The problem was that the Leninist parties or groups that emerged out of the shadows with the first popular challenge to Cold War politics were steeped in a methodology which was itself the object of the revolt. These revolutionary organizations could provide a banner for younger movements struggling against US imperialism, against poverty, injustice and exploitation and for a period many people worked through these organizations for these causes. But the activists in these movements interrogated and rejected those who claimed superior, overarching knowledge. They soon found that Leninist organizations tended to make just such a claim, grounding it in somewhat teleological interpretations of Marxism.
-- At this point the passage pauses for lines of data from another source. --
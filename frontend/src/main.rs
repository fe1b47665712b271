use courtside_frontend::App;
use leptos::prelude::*;

// Use lol_alloc as the global allocator for smaller WASM size
#[cfg(target_arch = "wasm32")]
use lol_alloc::{AssumeSingleThreaded, FreeListAllocator};

#[cfg(target_arch = "wasm32")]
#[global_allocator]
static ALLOCATOR: AssumeSingleThreaded<FreeListAllocator> =
    unsafe { AssumeSingleThreaded::new(FreeListAllocator::new()) };

pub fn main() {
    console_error_panic_hook::set_once();
    if let Err(e) = console_log::init_with_level(log::Level::Debug) {
        leptos::logging::warn!("console logger already set: {}", e);
    }
    mount_to_body(App);
}
//! 通用 UI 组件

use leptos::prelude::*;

/// 加载指示器
#[component]
pub fn Loading(#[prop(into)] label: String) -> impl IntoView {
    view! {
        <div class="flex flex-col items-center justify-center py-16 gap-4">
            <span class="loading loading-spinner loading-lg text-primary"></span>
            <p class="text-base-content/70">{label}</p>
        </div>
    }
}

/// 内联提示（错误或成功）
#[component]
pub fn Alert(
    #[prop(into)] message: Signal<Option<String>>,
    #[prop(optional)] success: bool,
) -> impl IntoView {
    let class = if success {
        "alert alert-success text-sm py-2"
    } else {
        "alert alert-error text-sm py-2"
    };

    view! {
        <Show when=move || message.with(Option::is_some)>
            <div role="alert" class=class>
                <span>{move || message.get().unwrap_or_default()}</span>
            </div>
        </Show>
    }
}

/// 空列表提示
#[component]
pub fn EmptyState(
    #[prop(into)] message: String,
    #[prop(default = None)] hint: Option<&'static str>,
) -> impl IntoView {
    view! {
        <div class="text-center py-12 text-base-content/60">
            <p>{message}</p>
            {hint.map(|h| view! { <p class="mt-2 text-sm">{h}</p> })}
        </div>
    }
}

/// 带标签的输入框
#[component]
pub fn FormField(
    #[prop(into)] id: String,
    #[prop(into)] label: String,
    #[prop(into)] value: Signal<String>,
    #[prop(into)] on_input: Callback<String>,
    #[prop(optional)] input_type: Option<&'static str>,
    #[prop(optional)] placeholder: Option<&'static str>,
    #[prop(optional)] required: bool,
) -> impl IntoView {
    view! {
        <div class="form-control">
            <label class="label" for=id.clone()>
                <span class="label-text">{label}</span>
            </label>
            <input
                id=id
                type=input_type.unwrap_or("text")
                placeholder=placeholder.unwrap_or_default()
                class="input input-bordered"
                required=required
                prop:value=move || value.get()
                on:input=move |ev| on_input.run(event_target_value(&ev))
            />
        </div>
    }
}

/// 登录 / 注册页面的卡片外框
#[component]
pub fn AuthCard(
    #[prop(into)] title: String,
    #[prop(into)] error: Signal<Option<String>>,
    #[prop(into)] loading: Signal<bool>,
    #[prop(into)] submit_text: String,
    #[prop(into)] on_submit: Callback<()>,
    #[prop(optional, into)] footer: Option<AnyView>,
    children: Children,
) -> impl IntoView {
    let submit = move |ev: leptos::web_sys::SubmitEvent| {
        ev.prevent_default();
        on_submit.run(());
    };

    view! {
        <div class="hero min-h-[70vh]">
            <div class="hero-content flex-col w-full max-w-md">
                <h1 class="text-3xl font-bold text-center">"🏸 " {title}</h1>
                <div class="card shrink-0 w-full shadow-2xl bg-base-100">
                    <form class="card-body" on:submit=submit>
                        <Alert message=error />
                        {children()}
                        <div class="form-control mt-6">
                            <button class="btn btn-primary" disabled=move || loading.get()>
                                {move || if loading.get() {
                                    view! { <span class="loading loading-spinner"></span> "Loading..." }.into_any()
                                } else {
                                    submit_text.clone().into_any()
                                }}
                            </button>
                        </div>
                        {footer}
                    </form>
                </div>
            </div>
        </div>
    }
}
After brief and often exhausting attempts to make these organizations capable of learning from new movements, activists wandered off, some into new political projects, including explorations of non-Leninist forms of radical political organization, others into creating spaces in their job or community for political change, or into subversive cultural ventures; others became disillusioned with the possibilities of political and economic change, and contributed to a 'life-world' that was being increasingly absorbed into the existing economic system. It is revealing that, across Western Europe, wherever these organizations had roots in the new movements (Britain and Italy in particular) it was feminist activists who broke open the contradiction between the encrusted methodology of warmed-up Leninism and the emerging political culture of the new movements. Feminism and then black militancy were profound challenges to the ideology of social engineering.
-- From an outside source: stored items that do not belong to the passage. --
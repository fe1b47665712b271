//! 原生 Web API 封装模块
//!
//! 此模块提供对浏览器原生 API 的轻量级封装，替代 gloo-* 系列 crate，
//! 以减小 WASM 二进制体积。

mod http;
pub mod router;
mod storage;

pub use http::FetchClient;
pub use storage::LocalStorage;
Here is evidence of another lag in the impact of questioning of conventional theories of knowledge. Recent developments in the philosophy of knowledge and the emerging forms of left political practice to be found amongst movement activists tended to emphasize the experimental interaction of theory and experience. Yet the organizations of the Leninist left, despite protestations to the contrary, ended up safeguarding theoretical truths rather than taking the risk of learning from novel political initiatives. I would suggest two explanations of the lag. The first is a matter of political environment and the second of theoretical tools.
Marxist politics: its political environment
The influence of latter-day Leninism, with an ultimate priority on preserving the Bolshevik tradition, however that is interpreted, has been strongest in those political environments where the radical left has felt most strongly the fear of betrayal. The more their political environment has bound them as the dependent, subordinate partners of governmental parties of the left, the more this fear has constricted their political imagination. In Britain and France, where the political system made it difficult for the new left to sustain its own political expression, and construct experimentally its own relation to a social base, the influence of a more or less petrified Leninism was at its height. In Britain social movements have produced a dense undergrowth of projects and campaigns, and concerted onslaughts have occasionally been mounted on the methods of the all-knowing sects. But without political representation these alternative groups find it difficult to accumulate the experience and refine the theory necessary for a political identity of their own.
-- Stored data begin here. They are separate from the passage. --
//! 路由服务模块 - 核心引擎
//!
//! 封装了 web_sys 的 History API，所有对 window.history 的操作都集中在此模块。
//! 实现了"监听 -> 验证 -> 处理 -> 加载"的导航流程，守卫决策由 `Route::resolve` 给出。

use courtside::Route;
use courtside_shared::User;
use leptos::prelude::*;
use wasm_bindgen::prelude::*;

/// 获取当前浏览器路径
fn current_path() -> String {
    web_sys::window()
        .and_then(|w| w.location().pathname().ok())
        .unwrap_or_else(|| "/".to_string())
}

/// 推送 History 状态
fn push_history_state(path: &str) {
    if let Some(window) = web_sys::window() {
        if let Ok(history) = window.history() {
            let _ = history.push_state_with_url(&JsValue::NULL, "", Some(path));
        }
    }
}

/// 替换 History 状态（用于重定向）
fn replace_history_state(path: &str) {
    if let Some(window) = web_sys::window() {
        if let Ok(history) = window.history() {
            let _ = history.replace_state_with_url(&JsValue::NULL, "", Some(path));
        }
    }
}

/// 路由器服务
///
/// 封装所有路由操作，通过 Signal 驱动界面更新。
/// 通过注入用户信号实现与认证系统的解耦。
#[derive(Clone, Copy)]
pub struct RouterService {
    current_route: ReadSignal<Route>,
    set_route: WriteSignal<Route>,
    /// 当前缓存用户（注入的信号）
    user: Signal<Option<User>>,
}

impl RouterService {
    fn new(user: Signal<Option<User>>) -> Self {
        // 初始路由同样经过守卫
        let requested = Route::from_path(&current_path());
        let initial = user.with_untracked(|u| Route::resolve(requested, u.as_ref()));
        if initial != requested {
            replace_history_state(&initial.to_path());
        }
        let (current_route, set_route) = signal(initial);

        Self {
            current_route,
            set_route,
            user,
        }
    }

    /// 获取当前路由信号
    pub fn current_route(&self) -> ReadSignal<Route> {
        self.current_route
    }

    /// 按路径导航
    pub fn navigate(&self, path: &str) {
        self.navigate_to(Route::from_path(path));
    }

    /// **核心方法：导航与守卫**
    ///
    /// 流程：请求 -> 验证(Guard) -> 处理 -> 加载
    pub fn navigate_to(&self, target: Route) {
        let resolved = self
            .user
            .with_untracked(|u| Route::resolve(target, u.as_ref()));

        if resolved != target {
            log::info!("[Router] {} is not available, redirecting to {}", target, resolved);
        }

        push_history_state(&resolved.to_path());
        self.set_route.set(resolved);
    }

    /// 初始化浏览器后退/前进按钮监听
    fn init_popstate_listener(&self) {
        let set_route = self.set_route;
        let user = self.user;

        let closure = Closure::<dyn Fn()>::new(move || {
            let target = Route::from_path(&current_path());
            let resolved = user.with_untracked(|u| Route::resolve(target, u.as_ref()));

            // popstate 时也执行守卫逻辑
            if resolved != target {
                replace_history_state(&resolved.to_path());
            }
            set_route.set(resolved);
        });

        if let Some(window) = web_sys::window() {
            let _ = window
                .add_event_listener_with_callback("popstate", closure.as_ref().unchecked_ref());
        }

        // 泄漏闭包以保持监听器存活
        closure.forget();
    }

    /// 设置认证状态变化时的自动重定向
    ///
    /// 登录后离开登录页，注销或会话失效后离开受保护页面。
    fn setup_auth_redirect(&self) {
        let current_route = self.current_route;
        let set_route = self.set_route;
        let user = self.user;

        Effect::new(move |_| {
            let route = current_route.get_untracked();
            let resolved = user.with(|u| Route::resolve(route, u.as_ref()));

            if resolved != route {
                log::info!("[Router] Auth state changed, redirecting to {}", resolved);
                push_history_state(&resolved.to_path());
                set_route.set(resolved);
            }
        });
    }
}

/// 提供路由服务到 Context 并初始化
fn provide_router(user: Signal<Option<User>>) -> RouterService {
    let router = RouterService::new(user);

    router.init_popstate_listener();
    router.setup_auth_redirect();

    provide_context(router);
    router
}

/// 从 Context 获取路由服务
pub fn use_router() -> RouterService {
    use_context::<RouterService>()
        .expect("RouterService not found in context. Ensure Router is provided.")
}

// ============================================================================
// UI 组件
// ============================================================================

/// 路由器根组件
///
/// 提供路由上下文，应在 App 根部使用。
#[component]
pub fn Router(
    /// 当前用户信号
    user: Signal<Option<User>>,
    children: Children,
) -> impl IntoView {
    provide_router(user);

    children()
}

/// 路由出口组件
///
/// 根据当前路由状态渲染对应的组件。
#[component]
pub fn RouterOutlet(
    /// 路由匹配函数：接收当前路由，返回对应视图
    matcher: fn(Route) -> AnyView,
) -> impl IntoView {
    let router = use_router();

    move || {
        let current = router.current_route().get();
        matcher(current)
    }
}

/// 站内链接：拦截点击，走路由服务而不是整页跳转
#[component]
pub fn Link(
    to: Route,
    #[prop(optional, into)] class: String,
    children: Children,
) -> impl IntoView {
    let router = use_router();

    let on_click = move |ev: web_sys::MouseEvent| {
        ev.prevent_default();
        router.navigate_to(to);
    };

    view! {
        <a href=to.to_path() class=class on:click=on_click>
            {children()}
        </a>
    }
}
Where the new left face an electoral system that allows for a greater plurality of representation, and the possibility of an independent political identity, there has been a pragmatic process of developing new political parties or radicalizing ones led by an earlier 'new' left out of splits with social democratic or Communist parties. In these circumstances - most common in Northern Europe - there has been a greater confidence on the radical left about embarking on new organizational and political experiments without fear of diverging from some sharp, thin line of political correctness. The German Greens, the purest 'new party', developed the most explicitly new institutions of 'base or grass root democracy'. The Dutch Green Left, creating a new left party out of a merger of three older parties - one radical liberal, one pacificist socialist and the third Communist - has also created new kinds of political institutions so that, for instance, the majority of its active supporters, who see themselves as involved primarily in movement activities rather than the party itself, can nevertheless contribute to the work of the party without being sucked away from movement activity into a party apparatus. New left parties in Denmark and Norway, which grew out of pre-1968 splits in Communist and Social Democratic Parties, have more gradually adapted their parliamentary methods in response to the pressure and innovations of the new movements. In Italy most successfully, there has been the phenomenon of Euro-Communism, which has been responsive to the agendas set by the social movements - especially feminism and ecology - but not always to their radically transformative goal and extra-parliamentary methods. Methodologically, Euro-Communism represented a rejection of the official Leninist concept of a single party monopoly in favour of party political plutalism and the more or less conventional model of a parliamentary party. In this, however, party professionals would still be the prime soutce of party policy and direction. They would simply be more willing to form alliances, and do deals with professionals from other parties. 
Marxist politics: its theoretical tools
The problem of theoretical tools seems to be this. In much of his writings Marx implied a theory of knowledge in which the tacit and particular insights of experience play an important role. Consciousness, according to Marx, develops through experience of a changing and contradictory society. His notion of experience and social being is an active one in which people are interpreting and debating their reactions to events; thus ideas and culture are part of practical experience. It is in practice, he argues, that the working class 'are in a position to achieve a complete and no longer restricted self-activity, which consists in the appropriation of a totality of productive forces and in the development of a totality of capacities entailed by this. However, he never translated such general notions into principles of political agency. At the time, this might have been wise. He looked upon parties and political organization as essentially practical instruments, temporary and necessarily flexible.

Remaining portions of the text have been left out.